Other methods may also be used by the handset to notify the base unit that the handset battery requires charging. For example, Figure 7 depicts an embodiment in which the handset's request for energy transfer is conveyed by an electrically conductive connection that is engaged when handset 400 is placed in a predetermined position adjacent to base unit 300. In this embodiment, rather than conveying a wireless radio message from the handset transceiver to the base transceiver to signal a low battery condition, handset battery level detect 420 detects the energy level of battery B4 and toggles the state of line 403, which is conducted onto line 303 (when the handset is in position) and received by microprocessor U303. Alternatively, the handset could transmit an indication of the remaining energy in the handset battery, such that the base unit can determine when an energy transfer should occur. The base unit could make this determination based upon, for example, the energy levels remaining in both the handset battery and base battery.
Different methods of charging the handset battery are also envisioned, and considered within the scope of the invention. For example, the embodiment of Figure 8 utilizes an inductive charging system, whereby handset 600 does not necessarily need to be in physical contact with base unit 500, but rather must only be positioned proximately to base unit 500. Such a charging system eliminates charging problems that might occur when a handset is left slightly ajar on the base unit, or when electrical contacts become dirty. In this embodiment, charging circuit 540 is placed into an activated or deactivated state depending upon the state of line 524 from microprocessor U503. When charging circuit 540 is in an activated state, it draws DC current in, and energizes inductive coil L500. When voltage from the primary power source 101 is present on terminal 102, charging circuit 540 draws current from 101. If the primary power source 101 has failed and U503 activates charging circuit 540, circuit 540 draws DC current from base battery pack B5 through line 522. The magnetic field generated by L500 is coupled onto handset coil L600 when the handset is positioned proximately to the base unit. Handset charging interface 610 converts the coupled energy into a DC
current, which operates to charge battery pack B6 and power the handset circuitry. This inductive charging system embodiment of Figure 8 can determine when the handset is proximately positioned, and hence when a charge transfer can take place, by performing "test bursts" to determine the coupling efficiency between L500 and L600.

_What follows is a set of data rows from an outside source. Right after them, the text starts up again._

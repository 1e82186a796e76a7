//! Projections that drop absent results.
//!
//! `Option` stands in for both a null reference and an empty nullable value,
//! so the "non-null" and "has-value" families are one and the same here.
//! All adaptors are lazy: nothing runs until the consumer pulls, the
//! transform runs at most once per source element, and source order is kept.

use std::fmt;
use std::iter::FusedIterator;

/// Iterator returned by [`SelectExt::select_non_null`].
#[derive(Clone)]
#[must_use = "iterators are lazy and do nothing unless consumed"]
pub struct SelectNonNull<I, F> {
    iter: I,
    f: F,
}

impl<I: fmt::Debug, F> fmt::Debug for SelectNonNull<I, F> {
    fn fmt(&self, f: &mut fmt::Formatter<'_>) -> fmt::Result {
        f.debug_struct("SelectNonNull")
            .field("iter", &self.iter)
            .finish_non_exhaustive()
    }
}

impl<I, U, F> Iterator for SelectNonNull<I, F>
where
    I: Iterator,
    F: FnMut(I::Item) -> Option<U>,
{
    type Item = U;

    #[inline]
    fn next(&mut self) -> Option<U> {
        for item in self.iter.by_ref() {
            if let Some(selected) = (self.f)(item) {
                return Some(selected);
            }
        }
        None
    }

    #[inline]
    fn size_hint(&self) -> (usize, Option<usize>) {
        (0, self.iter.size_hint().1)
    }
}

impl<I, U, F> FusedIterator for SelectNonNull<I, F>
where
    I: FusedIterator,
    F: FnMut(I::Item) -> Option<U>,
{
}

/// Iterator returned by [`SelectExt::select_non_null_indexed`].
#[derive(Clone)]
#[must_use = "iterators are lazy and do nothing unless consumed"]
pub struct SelectNonNullIndexed<I, F> {
    iter: I,
    f: F,
    index: usize,
}

impl<I: fmt::Debug, F> fmt::Debug for SelectNonNullIndexed<I, F> {
    fn fmt(&self, f: &mut fmt::Formatter<'_>) -> fmt::Result {
        f.debug_struct("SelectNonNullIndexed")
            .field("iter", &self.iter)
            .field("index", &self.index)
            .finish_non_exhaustive()
    }
}

impl<I, U, F> Iterator for SelectNonNullIndexed<I, F>
where
    I: Iterator,
    F: FnMut(I::Item, usize) -> Option<U>,
{
    type Item = U;

    #[inline]
    fn next(&mut self) -> Option<U> {
        for item in self.iter.by_ref() {
            let index = self.index;
            self.index += 1;
            if let Some(selected) = (self.f)(item, index) {
                return Some(selected);
            }
        }
        None
    }

    #[inline]
    fn size_hint(&self) -> (usize, Option<usize>) {
        (0, self.iter.size_hint().1)
    }
}

impl<I, U, F> FusedIterator for SelectNonNullIndexed<I, F>
where
    I: FusedIterator,
    F: FnMut(I::Item, usize) -> Option<U>,
{
}

/// Iterator returned by [`SelectExt::select_many_non_null`].
#[must_use = "iterators are lazy and do nothing unless consumed"]
pub struct SelectManyNonNull<I, F, U: IntoIterator> {
    iter: I,
    f: F,
    front: Option<U::IntoIter>,
}

impl<I, F, U> Clone for SelectManyNonNull<I, F, U>
where
    I: Clone,
    F: Clone,
    U: IntoIterator,
    U::IntoIter: Clone,
{
    fn clone(&self) -> Self {
        Self {
            iter: self.iter.clone(),
            f: self.f.clone(),
            front: self.front.clone(),
        }
    }
}

impl<I, F, U> fmt::Debug for SelectManyNonNull<I, F, U>
where
    I: fmt::Debug,
    U: IntoIterator,
    U::IntoIter: fmt::Debug,
{
    fn fmt(&self, f: &mut fmt::Formatter<'_>) -> fmt::Result {
        f.debug_struct("SelectManyNonNull")
            .field("iter", &self.iter)
            .field("front", &self.front)
            .finish_non_exhaustive()
    }
}

impl<I, F, U, T> Iterator for SelectManyNonNull<I, F, U>
where
    I: Iterator,
    F: FnMut(I::Item) -> U,
    U: IntoIterator<Item = Option<T>>,
{
    type Item = T;

    fn next(&mut self) -> Option<T> {
        loop {
            if let Some(inner) = &mut self.front {
                if let Some(selected) = inner.by_ref().flatten().next() {
                    return Some(selected);
                }
                self.front = None;
            }
            let item = self.iter.next()?;
            self.front = Some((self.f)(item).into_iter());
        }
    }
}

impl<I, F, U, T> FusedIterator for SelectManyNonNull<I, F, U>
where
    I: FusedIterator,
    F: FnMut(I::Item) -> U,
    U: IntoIterator<Item = Option<T>>,
{
}

/// Iterator returned by [`SelectExt::select_many_non_null_indexed`].
#[must_use = "iterators are lazy and do nothing unless consumed"]
pub struct SelectManyNonNullIndexed<I, F, U: IntoIterator> {
    iter: I,
    f: F,
    index: usize,
    front: Option<U::IntoIter>,
}

impl<I, F, U> Clone for SelectManyNonNullIndexed<I, F, U>
where
    I: Clone,
    F: Clone,
    U: IntoIterator,
    U::IntoIter: Clone,
{
    fn clone(&self) -> Self {
        Self {
            iter: self.iter.clone(),
            f: self.f.clone(),
            index: self.index,
            front: self.front.clone(),
        }
    }
}

impl<I, F, U> fmt::Debug for SelectManyNonNullIndexed<I, F, U>
where
    I: fmt::Debug,
    U: IntoIterator,
    U::IntoIter: fmt::Debug,
{
    fn fmt(&self, f: &mut fmt::Formatter<'_>) -> fmt::Result {
        f.debug_struct("SelectManyNonNullIndexed")
            .field("iter", &self.iter)
            .field("index", &self.index)
            .field("front", &self.front)
            .finish_non_exhaustive()
    }
}

impl<I, F, U, T> Iterator for SelectManyNonNullIndexed<I, F, U>
where
    I: Iterator,
    F: FnMut(I::Item, usize) -> U,
    U: IntoIterator<Item = Option<T>>,
{
    type Item = T;

    fn next(&mut self) -> Option<T> {
        loop {
            if let Some(inner) = &mut self.front {
                if let Some(selected) = inner.by_ref().flatten().next() {
                    return Some(selected);
                }
                self.front = None;
            }
            let item = self.iter.next()?;
            let index = self.index;
            self.index += 1;
            self.front = Some((self.f)(item, index).into_iter());
        }
    }
}

impl<I, F, U, T> FusedIterator for SelectManyNonNullIndexed<I, F, U>
where
    I: FusedIterator,
    F: FnMut(I::Item, usize) -> U,
    U: IntoIterator<Item = Option<T>>,
{
}

/// Iterator returned by [`SelectExt::non_null`].
#[derive(Debug, Clone)]
#[must_use = "iterators are lazy and do nothing unless consumed"]
pub struct NonNull<I> {
    iter: I,
}

impl<I, T> Iterator for NonNull<I>
where
    I: Iterator<Item = Option<T>>,
{
    type Item = T;

    #[inline]
    fn next(&mut self) -> Option<T> {
        self.iter.by_ref().flatten().next()
    }

    #[inline]
    fn size_hint(&self) -> (usize, Option<usize>) {
        (0, self.iter.size_hint().1)
    }
}

impl<I, T> DoubleEndedIterator for NonNull<I>
where
    I: DoubleEndedIterator<Item = Option<T>>,
{
    #[inline]
    fn next_back(&mut self) -> Option<T> {
        self.iter.by_ref().rev().flatten().next()
    }
}

impl<I, T> FusedIterator for NonNull<I> where I: FusedIterator<Item = Option<T>> {}

/// Nullable-filtering projections for any iterator.
///
/// # Examples
///
/// ```
/// use sundry_collections::SelectExt;
///
/// let raw = ["4", "x", "15", "", "8"];
/// let parsed: Vec<u32> = raw.iter().select_non_null(|s| s.parse().ok()).collect();
/// assert_eq!(parsed, vec![4, 15, 8]);
///
/// let sparse = [Some('a'), None, Some('b')];
/// assert_eq!(sparse.into_iter().non_null().collect::<String>(), "ab");
/// ```
pub trait SelectExt: Iterator + Sized {
    /// Applies `f` and keeps only the `Some` results, unwrapped.
    fn select_non_null<U, F>(self, f: F) -> SelectNonNull<Self, F>
    where
        F: FnMut(Self::Item) -> Option<U>,
    {
        SelectNonNull { iter: self, f }
    }

    /// Same as [`select_non_null`](SelectExt::select_non_null); kept for
    /// callers that think of the result as an optional value type.
    fn select_has_value<U, F>(self, f: F) -> SelectNonNull<Self, F>
    where
        F: FnMut(Self::Item) -> Option<U>,
    {
        self.select_non_null(f)
    }

    /// Like [`select_non_null`](SelectExt::select_non_null), but `f` also
    /// receives the zero-based position of the source element.
    fn select_non_null_indexed<U, F>(self, f: F) -> SelectNonNullIndexed<Self, F>
    where
        F: FnMut(Self::Item, usize) -> Option<U>,
    {
        SelectNonNullIndexed {
            iter: self,
            f,
            index: 0,
        }
    }

    /// Maps each element to a sequence of optional values, flattens, and
    /// keeps only the `Some` values.
    fn select_many_non_null<U, T, F>(self, f: F) -> SelectManyNonNull<Self, F, U>
    where
        F: FnMut(Self::Item) -> U,
        U: IntoIterator<Item = Option<T>>,
    {
        SelectManyNonNull {
            iter: self,
            f,
            front: None,
        }
    }

    /// Same as [`select_many_non_null`](SelectExt::select_many_non_null).
    fn select_many_has_value<U, T, F>(self, f: F) -> SelectManyNonNull<Self, F, U>
    where
        F: FnMut(Self::Item) -> U,
        U: IntoIterator<Item = Option<T>>,
    {
        self.select_many_non_null(f)
    }

    /// Indexed form of [`select_many_non_null`](SelectExt::select_many_non_null).
    fn select_many_non_null_indexed<U, T, F>(self, f: F) -> SelectManyNonNullIndexed<Self, F, U>
    where
        F: FnMut(Self::Item, usize) -> U,
        U: IntoIterator<Item = Option<T>>,
    {
        SelectManyNonNullIndexed {
            iter: self,
            f,
            index: 0,
            front: None,
        }
    }

    /// Drops the `None` entries of a sequence of options.
    fn non_null<T>(self) -> NonNull<Self>
    where
        Self: Iterator<Item = Option<T>>,
    {
        NonNull { iter: self }
    }

    /// Returns the first element, or `None` for an empty sequence.
    fn first_or_none(mut self) -> Option<Self::Item> {
        self.next()
    }

    /// Returns the first element matching `predicate`, or `None`.
    fn first_or_none_where<P>(mut self, predicate: P) -> Option<Self::Item>
    where
        P: FnMut(&Self::Item) -> bool,
    {
        self.find(predicate)
    }
}

impl<I: Iterator> SelectExt for I {}
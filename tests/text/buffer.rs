//! Integration tests for CharBuffer

use sundry_text::CharBuffer;

fn trimmed<B: CharBuffer>(buffer: &mut B, pattern: &str) -> bool {
    buffer.trim_end_str(pattern)
}

#[test]
fn trim_end_str_on_both_buffers() {
    let mut s = String::from("abcxyxy");
    assert!(trimmed(&mut s, "xy"));
    assert_eq!(s, "abc");
    assert!(!trimmed(&mut s, "xy"));
    assert_eq!(s, "abc");

    let mut v: Vec<char> = "abcxyxy".chars().collect();
    assert!(trimmed(&mut v, "xy"));
    assert_eq!(v.as_char_view(), ['a', 'b', 'c']);
}

#[test]
fn trailing_separator_cleanup() {
    let mut csv = String::from("a,b,c,,,  \n");
    csv.trim_end_whitespace().trim_end_char(Some(','));
    assert_eq!(csv, "a,b,c");
}

#[test]
fn whitespace_patterns_trim_any_whitespace() {
    let mut s = String::from("done\r\n\t ");
    assert!(s.trim_end_str("\n"));
    assert_eq!(s.as_char_view(), "done");
}

#[test]
fn empty_pattern_leaves_buffer_alone() {
    let mut v: Vec<char> = "keep ".chars().collect();
    assert!(!v.trim_end_str(""));
    assert_eq!(v.len(), 5);
}
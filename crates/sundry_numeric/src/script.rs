//! Superscript and subscript numerals.
//!
//! Unicode has superscript and subscript forms for the ten digits and the
//! plus and minus signs, but no decimal separator. Rendering therefore stops
//! at the first `.` or `,` and silently drops any other character.

use std::fmt;

use sundry_foundation::{Error, ErrorContext, Result};

const SUPERSCRIPT_DIGITS: [char; 10] = [
    '\u{2070}', '\u{00B9}', '\u{00B2}', '\u{00B3}', '\u{2074}', '\u{2075}', '\u{2076}', '\u{2077}',
    '\u{2078}', '\u{2079}',
];

const SUBSCRIPT_DIGITS: [char; 10] = [
    '\u{2080}', '\u{2081}', '\u{2082}', '\u{2083}', '\u{2084}', '\u{2085}', '\u{2086}', '\u{2087}',
    '\u{2088}', '\u{2089}',
];

const SUPERSCRIPT_PLUS: char = '\u{207A}';
const SUPERSCRIPT_MINUS: char = '\u{207B}';
const SUBSCRIPT_PLUS: char = '\u{208A}';
const SUBSCRIPT_MINUS: char = '\u{208B}';
const MINUS_SIGN: char = '\u{2212}';

/// Vertical placement used when rendering a numeral.
#[derive(Debug, Clone, Copy, PartialEq, Eq, Hash)]
#[cfg_attr(feature = "serde", derive(serde::Serialize, serde::Deserialize))]
pub enum ScriptStyle {
    /// Raised glyphs, e.g. `x²`.
    Superscript,
    /// Lowered glyphs, e.g. `H₂O`.
    Subscript,
}

impl ScriptStyle {
    fn digits(self) -> &'static [char; 10] {
        match self {
            Self::Superscript => &SUPERSCRIPT_DIGITS,
            Self::Subscript => &SUBSCRIPT_DIGITS,
        }
    }

    fn plus(self) -> char {
        match self {
            Self::Superscript => SUPERSCRIPT_PLUS,
            Self::Subscript => SUBSCRIPT_PLUS,
        }
    }

    fn minus(self) -> char {
        match self {
            Self::Superscript => SUPERSCRIPT_MINUS,
            Self::Subscript => SUBSCRIPT_MINUS,
        }
    }
}

/// The glyph family a digit character belongs to.
#[derive(Debug, Clone, Copy, PartialEq, Eq, Hash)]
#[cfg_attr(feature = "serde", derive(serde::Serialize, serde::Deserialize))]
pub enum DigitFamily {
    /// ASCII `0`–`9`.
    Plain,
    /// `₀`–`₉`.
    Subscript,
    /// `⁰`–`⁹`.
    Superscript,
}

/// A classified digit character.
#[derive(Debug, Clone, Copy, PartialEq, Eq, Hash)]
#[cfg_attr(feature = "serde", derive(serde::Serialize, serde::Deserialize))]
pub struct ScriptDigit {
    /// Numeric value, `0..=9`.
    pub value: u8,
    /// Which glyph family the character came from.
    pub family: DigitFamily,
}

/// Classifies `c` as a plain, subscript or superscript decimal digit.
///
/// # Examples
///
/// ```
/// use sundry_numeric::script::{parse_digit, DigitFamily};
///
/// let digit = parse_digit('²').unwrap();
/// assert_eq!(digit.value, 2);
/// assert_eq!(digit.family, DigitFamily::Superscript);
/// assert!(parse_digit('x').is_none());
/// ```
#[must_use]
pub fn parse_digit(c: char) -> Option<ScriptDigit> {
    if let Some(value) = c.to_digit(10) {
        return Some(ScriptDigit {
            value: digit_value(value),
            family: DigitFamily::Plain,
        });
    }
    if let Some(position) = SUBSCRIPT_DIGITS.iter().position(|&g| g == c) {
        return Some(ScriptDigit {
            value: position_value(position),
            family: DigitFamily::Subscript,
        });
    }
    SUPERSCRIPT_DIGITS
        .iter()
        .position(|&g| g == c)
        .map(|position| ScriptDigit {
            value: position_value(position),
            family: DigitFamily::Superscript,
        })
}

#[allow(clippy::cast_possible_truncation)]
fn digit_value(value: u32) -> u8 {
    // to_digit(10) yields 0..=9.
    value as u8
}

#[allow(clippy::cast_possible_truncation)]
fn position_value(position: usize) -> u8 {
    // Positions index a ten-element table.
    position as u8
}

/// Renders the `Display` form of `value` in the given style.
///
/// Digits and signs are mapped; everything from the first decimal separator
/// on is dropped, as is any other unmappable character. If nothing survives,
/// the plain rendering is returned unchanged.
#[must_use]
pub fn render(value: impl fmt::Display, style: ScriptStyle) -> String {
    let text = value.to_string();
    let digits = style.digits();
    let mut out = String::with_capacity(text.len() * 3);

    for c in text.chars() {
        match c {
            '.' | ',' => break,
            '0'..='9' => out.push(digits[(c as usize) - ('0' as usize)]),
            '+' => out.push(style.plus()),
            '-' | MINUS_SIGN => out.push(style.minus()),
            _ => {}
        }
    }

    if out.is_empty() { text } else { out }
}

/// Renders `value` with superscript glyphs.
///
/// # Examples
///
/// ```
/// use sundry_numeric::script::to_superscript;
///
/// assert_eq!(to_superscript(-5), "⁻⁵");
/// assert_eq!(to_superscript(2.75), "²");
/// ```
#[must_use]
pub fn to_superscript(value: impl fmt::Display) -> String {
    render(value, ScriptStyle::Superscript)
}

/// Renders `value` with subscript glyphs.
///
/// # Examples
///
/// ```
/// use sundry_numeric::script::to_subscript;
///
/// assert_eq!(to_subscript(123), "₁₂₃");
/// ```
#[must_use]
pub fn to_subscript(value: impl fmt::Display) -> String {
    render(value, ScriptStyle::Subscript)
}

/// Renders already-formatted numeric text with superscript glyphs.
///
/// Useful when the caller controls formatting, e.g. `format!("{x:+}")`.
#[must_use]
pub fn str_to_superscript(text: &str) -> String {
    render(text, ScriptStyle::Superscript)
}

/// Renders already-formatted numeric text with subscript glyphs.
#[must_use]
pub fn str_to_subscript(text: &str) -> String {
    render(text, ScriptStyle::Subscript)
}

/// Parses an integer written in any mix of plain, superscript and
/// subscript digits, with an optional leading sign in any of the three
/// forms.
///
/// # Errors
///
/// Returns `InvalidArgument` for empty input, a sign with no digits, or an
/// unexpected character, and `ArithmeticOverflow` if the value does not fit
/// in an `i64`.
pub fn parse_script_number(text: &str) -> Result<i64> {
    let context = || ErrorContext::new().with_operation("parse_script_number");
    let mut chars = text.chars().peekable();

    let negative = match chars.peek() {
        None => {
            return Err(Error::invalid_argument("text", "empty numeral").with_context(context()));
        }
        Some(&('-' | MINUS_SIGN | SUPERSCRIPT_MINUS | SUBSCRIPT_MINUS)) => {
            chars.next();
            true
        }
        Some(&('+' | SUPERSCRIPT_PLUS | SUBSCRIPT_PLUS)) => {
            chars.next();
            false
        }
        Some(_) => false,
    };

    let mut total: i64 = 0;
    let mut seen_digit = false;
    for (position, c) in chars.enumerate() {
        let Some(digit) = parse_digit(c) else {
            return Err(Error::invalid_argument(
                "text",
                format!("unexpected character {c:?} in numeral {text:?} at offset {position}"),
            )
            .with_context(context()));
        };
        seen_digit = true;
        // Accumulate toward the sign so that i64::MIN is reachable.
        let step = i64::from(digit.value);
        total = total
            .checked_mul(10)
            .and_then(|t| if negative { t.checked_sub(step) } else { t.checked_add(step) })
            .ok_or_else(|| Error::arithmetic_overflow("script numeral").with_context(context()))?;
    }

    if !seen_digit {
        return Err(Error::invalid_argument("text", "numeral has no digits").with_context(context()));
    }
    Ok(total)
}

For example, transceivers 550 and 630 can communicate to coordinate a predetermined energy pulse on L500, which can be compared to the received energy pulse on L600 to determine the coupling efficiency. Charging would typically only take place when the coupling efficiency exceeds a minimum threshold level.
The foregoing description and drawings merely explain and illustrate the invention and the invention is not limited thereto except insofar as the appended claims are so limited, inasmuch as those skilled in the art, having the present disclosure before them will be able to make modifications and variations therein without departing from the scope of the invention.